*Problem to solve*
Reproduce word for word, from the entries below, the line with "in the map.", the line with "result = result.max(depth);", and every line between them, and nothing more.

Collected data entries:
# # # #

/// Ordered map implemented as a plain (unbalanced) binary search tree.
///
/// General guide to implementation:
///
/// [`OrderedMap`] owns an optional root `Node`, each node owns its children outright,
/// and every node caches the size of the subtree rooted at it, so [`OrderedMap::size`] is O(1).
///
/// Insertion, lookup and deletion walk down from the root with a loop rather than recursion,
/// and dropping the map frees nodes with an explicit stack, so a degenerate tree ( sorted input )
/// cannot exhaust the call stack.
///
/// A node with two children is deleted by moving its in-order predecessor's key and value into it,
/// then splicing the predecessor out of the left subtree.
pub struct OrderedMap<K, V> {
    pub(crate) root: Link<K, V>,
}
impl<K, V> Default for OrderedMap<K, V> {
    fn default() -> Self {
        Self::new()
    }
}
impl<K, V> Drop for OrderedMap<K, V> {
    fn drop(&mut self) {
        dispose(self.root.take());
    }
}
impl<K, V> OrderedMap<K, V> {
    /// Returns a new, empty map.
    #[must_use]
    pub fn new() -> Self {
        Self { root: None }
    }

    /// Clear the map.
    pub fn clear(&mut self) {
        dispose(self.root.take());
    }

    /// Get number of key-value pairs in the map.
    #[must_use]
    pub fn size(&self) -> usize {
        Node::size_of(&self.root)
    }

    /// Get number of key-value pairs in the map, same as [`OrderedMap::size`].
    #[must_use]
    pub fn len(&self) -> usize {
        self.size()
    }

    /// Is the map empty?
    #[must_use]
    pub fn is_empty(&self) -> bool {
        self.root.is_none()
    }

    /// Number of nodes on the longest path from the root, 0 for an empty map.
    ///
    /// Equals [`OrderedMap::size`] when keys were inserted in sorted order.
    #[must_use]
    pub fn height(&self) -> usize {
        let mut result = 0;
        let mut stk: Vec<(&Node<K, V>, usize)> = Vec::new();
        stk.extend(self.root.as_deref().map(|n| (n, 1)));
        while let Some((node, depth)) = stk.pop() {
            result = result.max(depth);
            stk.extend(node.left.as_deref().map(|n| (n, depth + 1)));
            stk.extend(node.right.as_deref().map(|n| (n, depth + 1)));
        }
        result
    }

    /// Insert key-value pair into map, or if key is already in map, replaces value and returns old value.
    ///
    /// A replaced value keeps its node, so the shape of the tree is unchanged.
    pub fn put(&mut self, key: K, value: V) -> Option<V>
    where
        K: Ord,
    {
        if let Some(slot) = self.get_mut(&key) {
            trace!("put: replace value");
            return Some(std::mem::replace(slot, value));
        }
        // Key is new, so every node on the search path gains one descendant.
        let mut link = &mut self.root;
        while let Some(node) = link {
            node.size += 1;
            link = if key < node.key {
                &mut node.left
            } else {
                &mut node.right
            };
        }
        *link = Some(Node::new(key, value));
        trace!(size = self.size(), "put: new node");
        None
    }

    /// Same as [`OrderedMap::put`].
    pub fn insert(&mut self, key: K, value: V) -> Option<V>
    where
        K: Ord,
    {
        self.put(key, value)
    }

    /// Does the map have an entry for the specified key.
    pub fn contains_key<Q>(&self, key: &Q) -> bool
    where
        K: Borrow<Q> + Ord,
        Q: Ord + ?Sized,
    {
        self.find(key).is_some()
    }

    /// Get reference to the value corresponding to the key.
    pub fn get<Q>(&self, key: &Q) -> Option<&V>
    where
        K: Borrow<Q> + Ord,
        Q: Ord + ?Sized,
    {
        self.find(key).map(|n| &n.value)
    }

    /// Get references to the corresponding key and value.
    pub fn get_key_value<Q>(&self, key: &Q) -> Option<(&K, &V)>
    where
        K: Borrow<Q> + Ord,
        Q: Ord + ?Sized,
    {
        self.find(key).map(|n| (&n.key, &n.value))
    }

    /// Get a mutable reference to the value corresponding to the key.
    pub fn get_mut<Q>(&mut self, key: &Q) -> Option<&mut V>
    where
        K: Borrow<Q> + Ord,
        Q: Ord + ?Sized,
    {
        let mut cur = self.root.as_deref_mut();
        while let Some(node) = cur {
            match key.cmp(node.key.borrow()) {
                Ordering::Less => cur = node.left.as_deref_mut(),
                Ordering::Greater => cur = node.right.as_deref_mut(),
                Ordering::Equal => return Some(&mut node.value),
            }
        }
        None
    }

    /// Get references to first ( smallest ) key and value.
    #[must_use]
    pub fn first_key_value(&self) -> Option<(&K, &V)> {
        let mut node = self.root.as_deref()?;
        while let Some(left) = node.left.as_deref() {
            node = left;
        }
        Some((&node.key, &node.value))
    }

    /// Gets references to last ( largest ) key and value.
    #[must_use]
    pub fn last_key_value(&self) -> Option<(&K, &V)> {
        self.root.as_deref().map(|n| {
            let max = n.find_max();
            (&max.key, &max.value)
        })
    }

    /// Remove key-value pair from map, returning just the value.
    /// Does nothing if the key is not present.
    pub fn delete<Q>(&mut self, key: &Q) -> Option<V>
    where
        K: Borrow<Q> + Ord,
        Q: Ord + ?Sized,
    {
        self.remove_entry(key).map(|(_k, v)| v)
    }

    /// Same as [`OrderedMap::delete`].
    pub fn remove<Q>(&mut self, key: &Q) -> Option<V>
    where
        K: Borrow<Q> + Ord,
        Q: Ord + ?Sized,
    {
        self.delete(key)
    }

    /// Remove key-value pair from map.
    pub fn remove_entry<Q>(&mut self, key: &Q) -> Option<(K, V)>
    where
        K: Borrow<Q> + Ord,
        Q: Ord + ?Sized,
    {
        // Sizes are decremented on the way down, so the key must be known to be present.
        if !self.contains_key(key) {
            return None;
        }
        let mut link = &mut self.root;
        loop {
            let ord = match link.as_deref() {
                Some(node) => key.cmp(node.key.borrow()),
                None => return None,
            };
            if ord == Ordering::Equal {
                break;
            }
            if let Some(node) = link {
                node.size -= 1;
                link = if ord == Ordering::Less {
                    &mut node.left
                } else {
                    &mut node.right
                };
            } else {
                return None;
            }
        }
        Node::unlink(link)
    }

    /// Check the ordering and subtree size invariants.
    pub fn validate(&self) -> Result<(), InvariantError>
    where
        K: Ord,
    {
        let mut stk: Vec<&Node<K, V>> = self.root.as_deref().into_iter().collect();
        while let Some(node) = stk.pop() {
            let expected = 1 + Node::size_of(&node.left) + Node::size_of(&node.right);
            if node.size != expected {
                return Err(InvariantError::SizeMismatch {
                    expected,
                    found: node.size,
                });
            }
            stk.extend(node.left.as_deref());
            stk.extend(node.right.as_deref());
        }
        let mut prev: Option<&K> = None;
        for (position, (k, _v)) in self.iter().enumerate() {
            if prev.is_some_and(|p| p >= k) {
                return Err(InvariantError::Unordered { position });
            }
            prev = Some(k);
        }
        Ok(())
    }

    /// Get iterator of references to key-value pairs, in ascending key order.
    #[must_use]
    pub fn iter(&self) -> Iter<'_, K, V> {
        Iter::new(self.root.as_deref(), self.size())
    }

    /// Get iterator of mutable references to key-value pairs, in ascending key order.
    pub fn iter_mut(&mut self) -> IterMut<'_, K, V> {
        let len = self.size();
        IterMut::new(self.root.as_deref_mut(), len)
    }

    /// Get iterator of references to keys.
    #[must_use]
    pub fn keys(&self) -> Keys<'_, K, V> {
        Keys(self.iter())
    }

    /// Get iterator of references to values.
    #[must_use]
    pub fn values(&self) -> Values<'_, K, V> {
        Values(self.iter())
    }

    /// Get iterator that visits key-value pairs in preorder ( node, left subtree, right subtree ).
    ///
    /// Inserting the pairs in this order into an empty map rebuilds the same tree.
    #[must_use]
    pub fn preorder(&self) -> Preorder<'_, K, V> {
        Preorder::new(self.root.as_deref())
    }

    fn find<Q>(&self, key: &Q) -> Option<&Node<K, V>>
    where
        K: Borrow<Q> + Ord,
        Q: Ord + ?Sized,
    {
        let mut cur = self.root.as_deref();
        while let Some(node) = cur {
            match key.cmp(node.key.borrow()) {
                Ordering::Less => cur = node.left.as_deref(),
                Ordering::Greater => cur = node.right.as_deref(),
                Ordering::Equal => return Some(node),
            }
        }
        None
    }
} // End impl OrderedMap

impl<K, V> OrderedMap<K, V>
where
    V: fmt::Display,
{
    /// Write the values in preorder, each followed by a space, then a line break.
    pub fn write_preorder<W: io::Write>(&self, out: &mut W) -> io::Result<()> {
        for (_k, v) in self.preorder() {
            write!(out, "{v} ")?;
        }
        writeln!(out)
    }

    /// Print the values in preorder to stdout, see [`OrderedMap::write_preorder`].
    pub fn print_preorder(&self) -> io::Result<()> {
        self.write_preorder(&mut io::stdout().lock())
    }
}

use std::hash::{Hash, Hasher};
impl<K: Hash, V: Hash> Hash for OrderedMap<K, V> {
    fn hash<H: Hasher>(&self, state: &mut H) {
        for elt in self {
            elt.hash(state);
        }
    }
}
impl<K: PartialEq, V: PartialEq> PartialEq for OrderedMap<K, V> {
    fn eq(&self, other: &OrderedMap<K, V>) -> bool {
        self.len() == other.len() && self.iter().zip(other.iter()).all(|(a, b)| a == b)
    }
}
impl<K: Eq, V: Eq> Eq for OrderedMap<K, V> {}

impl<K, V> IntoIterator for OrderedMap<K, V> {
    type Item = (K, V);
    type IntoIter = IntoIter<K, V>;

    /// Convert `OrderedMap` to [`IntoIter`].
    fn into_iter(mut self) -> IntoIter<K, V> {
        let len = self.len();
        IntoIter::new(self.root.take(), len)
    }
}
impl<'a, K, V> IntoIterator for &'a OrderedMap<K, V> {
    type Item = (&'a K, &'a V);
    type IntoIter = Iter<'a, K, V>;
    fn into_iter(self) -> Iter<'a, K, V> {
        self.iter()
    }
}
impl<'a, K, V> IntoIterator for &'a mut OrderedMap<K, V> {
    type Item = (&'a K, &'a mut V);
    type IntoIter = IterMut<'a, K, V>;
    fn into_iter(self) -> IterMut<'a, K, V> {
        self.iter_mut()
    }
}
impl<K, V> Clone for OrderedMap<K, V>
where
    K: Clone + Ord,
    V: Clone,
{
    /// Clone has the same shape as the original.
    fn clone(&self) -> OrderedMap<K, V> {
        let mut map = OrderedMap::new();
        for (k, v) in self.preorder() {
            map.put(k.clone(), v.clone());
        }
        map
    }
}
impl<K: Ord, V> FromIterator<(K, V)> for OrderedMap<K, V> {
    fn from_iter<T: IntoIterator<Item = (K, V)>>(iter: T) -> OrderedMap<K, V> {
        let mut map = OrderedMap::new();
        for (k, v) in iter {
            map.put(k, v);
        }
        map
    }
}
impl<K, V, const N: usize> From<[(K, V); N]> for OrderedMap<K, V>
where
    K: Ord,
{
    fn from(arr: [(K, V); N]) -> OrderedMap<K, V> {
        let mut map = OrderedMap::new();
        for (k, v) in arr {
            map.put(k, v);
        }
        map
    }
}
impl<K, V> Extend<(K, V)> for OrderedMap<K, V>
where
    K: Ord,
{
    fn extend<T>(&mut self, iter: T)
    where
        T: IntoIterator<Item = (K, V)>,
    {
        for (k, v) in iter {
            self.put(k, v);
        }
    }
}
impl<K, Q, V> std::ops::Index<&Q> for OrderedMap<K, V>
where
    K: Borrow<Q> + Ord,
    Q: Ord + ?Sized,
{
    type Output = V;

    /// Returns a reference to the value corresponding to the supplied key.
    ///
    /// Panics if the key is not present in the `OrderedMap`.
    fn index(&self, key: &Q) -> &V {
        self.get(key).expect("no entry found for key")
    }
}
impl<K: Debug, V: Debug> Debug for OrderedMap<K, V> {
    fn fmt(&self, f: &mut fmt::Formatter<'_>) -> fmt::Result {
        f.debug_map().entries(self.iter()).finish()
    }
}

# # # #

*Answer box*
    /// Get number of key-value pairs in the map.
    #[must_use]
    pub fn size(&self) -> usize {
        Node::size_of(&self.root)
    }

    /// Get number of key-value pairs in the map, same as [`OrderedMap::size`].
    #[must_use]
    pub fn len(&self) -> usize {
        self.size()
    }

    /// Is the map empty?
    #[must_use]
    pub fn is_empty(&self) -> bool {
        self.root.is_none()
    }

    /// Number of nodes on the longest path from the root, 0 for an empty map.
    ///
    /// Equals [`OrderedMap::size`] when keys were inserted in sorted order.
    #[must_use]
    pub fn height(&self) -> usize {
        let mut result = 0;
        let mut stk: Vec<(&Node<K, V>, usize)> = Vec::new();
        stk.extend(self.root.as_deref().map(|n| (n, 1)));
        while let Some((node, depth)) = stk.pop() {
            result = result.max(depth);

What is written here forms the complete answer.